In dem Buch „Peak Performance: Mental Training Techniques of the World’s Greatest Athletes“ schreiben Charles A. Garfield und Hal Zina Bennet auf der Grundlage der Erfahrung hunderter von Elite-Athleten, welche Stufen der mentalen und körperlichen Entwicklung sie durchleben, wenn sie eine Höchstleistung anstreben und erreichen.

Ich habe mir heute einmal erlaubt, diese acht Stufen zu übernehmen und entsprechend auf das Erreichen einer Höchstleistung im Bodybuilding, Powerlifting und Krafttraining abzuwandeln, wie ich es als empfehlenswert erachte:

Vorab will ich noch kurz erklären, warum ich dies überhaupt mache

Jeder Schwerathlet, der ernsthaft daran interessiert ist, in seinem Training eine möglichst hohe Leistung zu vollbringen, befindet sich in einer der hier vorzustellenden Phasen. Je besser er diese nun theoretisch kennt, desto besser kann er auch praktisch einschätzen, in welcher er sich gerade im Training befindet.
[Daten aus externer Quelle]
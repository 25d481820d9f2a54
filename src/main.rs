use clap::{Parser, Subcommand};
use std::path::PathBuf;
use std::process::ExitCode;
use tracing_subscriber::{EnvFilter, layer::SubscriberExt, util::SubscriberInitExt};

use flutter_summary::cli::Output;
use flutter_summary::config::ConfigLoader;

#[derive(Parser)]
#[command(name = "flutter-summary")]
#[command(
    version,
    about = "Summarize classes and function signatures of a Dart/Flutter codebase"
)]
struct Cli {
    #[command(subcommand)]
    command: Option<Commands>,

    #[arg(long, global = true, help = "Show debug logs")]
    verbose: bool,

    #[arg(long, short, global = true, help = "Only log errors")]
    quiet: bool,
}

#[derive(Subcommand)]
enum Commands {
    /// Summarize .dart files into flutter_code_summary.txt (default)
    Scan {
        #[arg(help = "Directory to scan (defaults to the current directory)")]
        path: Option<PathBuf>,
    },

    /// Inspect configuration
    Config {
        #[command(subcommand)]
        action: ConfigAction,
    },
}

#[derive(Subcommand)]
enum ConfigAction {
    /// Show current configuration (merged from all sources)
    Show {
        #[arg(
            short = 'f',
            long,
            default_value = "text",
            help = "Output format: text, json"
        )]
        format: String,
    },
    /// Show configuration file paths
    Path,
}

/// Set up panic handler for graceful error reporting
fn setup_panic_handler() {
    let default_hook = std::panic::take_hook();

    std::panic::set_hook(Box::new(move |panic_info| {
        let message = if let Some(s) = panic_info.payload().downcast_ref::<&str>() {
            s.to_string()
        } else if let Some(s) = panic_info.payload().downcast_ref::<String>() {
            s.clone()
        } else {
            "Unknown panic".to_string()
        };

        eprintln!("\n\x1b[1;31m━━━ PANIC ━━━\x1b[0m");
        eprintln!("\x1b[31mflutter-summary encountered an unexpected error:\x1b[0m");
        eprintln!("  {}", message);

        if let Some(location) = panic_info.location() {
            eprintln!(
                "\x1b[90mLocation: {}:{}:{}\x1b[0m",
                location.file(),
                location.line(),
                location.column()
            );
        }

        default_hook(panic_info);
    }));
}

fn main() -> ExitCode {
    setup_panic_handler();

    match run_cli() {
        Ok(()) => ExitCode::SUCCESS,
        Err(e) => {
            Output::new().error(&e.to_string());
            ExitCode::FAILURE
        }
    }
}

fn run_cli() -> anyhow::Result<()> {
    let cli = Cli::parse();
    let config = ConfigLoader::load()?;

    let filter = if cli.verbose {
        EnvFilter::new("debug")
    } else if cli.quiet {
        EnvFilter::new("error")
    } else {
        EnvFilter::try_from_default_env().unwrap_or_else(|_| EnvFilter::new(&config.log.level))
    };

    tracing_subscriber::registry()
        .with(filter)
        .with(tracing_subscriber::fmt::layer().with_writer(std::io::stderr))
        .init();

    ConfigLoader::log_sources();

    let result = match cli.command {
        None => flutter_summary::cli::commands::scan::run(None, &config),
        Some(Commands::Scan { path }) => flutter_summary::cli::commands::scan::run(path, &config),
        Some(Commands::Config { action }) => match action {
            ConfigAction::Show { format } => flutter_summary::cli::commands::config::show(&format),
            ConfigAction::Path => flutter_summary::cli::commands::config::path(),
        },
    };

    if let Err(e) = &result {
        tracing::debug!(stage = %e.stage(), "Run aborted");
    }

    result?;
    Ok(())
}
//! Global Constants
//!
//! The scan target, the extraction patterns and the report location are
//! fixed for every run and are deliberately kept out of the config layer.

/// Source selection constants
pub mod scan {
    /// File name suffix a file must carry to be summarized
    pub const TARGET_EXTENSION: &str = ".dart";

    /// Root directory used when nothing else is given
    pub const DEFAULT_ROOT: &str = ".";
}

/// Extraction pattern constants
pub mod patterns {
    /// Literal `class` keyword, one space, captured word token.
    /// A word is a run of letters, numbers and `_` (no combining marks or
    /// connector punctuation other than `_`).
    pub const CLASS: &str = r"class ([\p{L}\p{N}_]+)";

    /// `<word> <word>(...)` on a single line; group 2 is the function name
    pub const FUNCTION: &str = r"([\p{L}\p{N}_]+)\s+([\p{L}\p{N}_]+)\(.*?\)";
}

/// Report formatting constants
pub mod report {
    /// Report file written into the current working directory
    pub const OUTPUT_FILE: &str = "flutter_code_summary.txt";

    /// Marker that opens every per-file block
    pub const FILE_MARKER: &str = "📌";

    /// Separator between names on a `Classes:` or `Functions:` line
    pub const NAME_SEPARATOR: &str = ", ";

    /// Separator between report blocks
    pub const BLOCK_SEPARATOR: &str = "\n";
}

/// Configuration constants
pub mod config {
    /// Environment variable prefix (e.g. `FLUTTER_SUMMARY_LOG_LEVEL`)
    pub const ENV_PREFIX: &str = "FLUTTER_SUMMARY_";

    /// Directory name under the XDG config home
    pub const APP_DIR: &str = "flutter-summary";

    /// Project-level config file, looked up in the current directory
    pub const PROJECT_FILE: &str = ".flutter-summary.toml";

    /// Accepted values for `log.level`
    pub const LOG_LEVELS: &[&str] = &["trace", "debug", "info", "warn", "error", "off"];
}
Auf diese Weise hat er einen Maßstab zur Hand, an dem er abmessen kann, welche Phase er derzeit erreicht hat.

Sein Ziel sollte natürlich sein, in einer möglichst fortgeschrittenen Phase der Höchstleistung zu trainieren und soweit möglich die 8. Phase zu erreichen und zu halten.

Je höher die Phase ist, in der man trainiert, desto höher ist auch die Leistung, die man sowohl im Training, als auch im Wettkampf bringen kann.

Mentale Trainingsbooster III – Die 8 Phasen der Höchstleistung

1. Mentale Entspannung

Wenn man versucht, zu viele Stufen auf einmal zu nehmen, ist es vorprogrammiert, dass man über das eigene Vorhaben stolpert und im Extremfall die Zahnbürste am nächsten Morgen ins Leere greifen wird.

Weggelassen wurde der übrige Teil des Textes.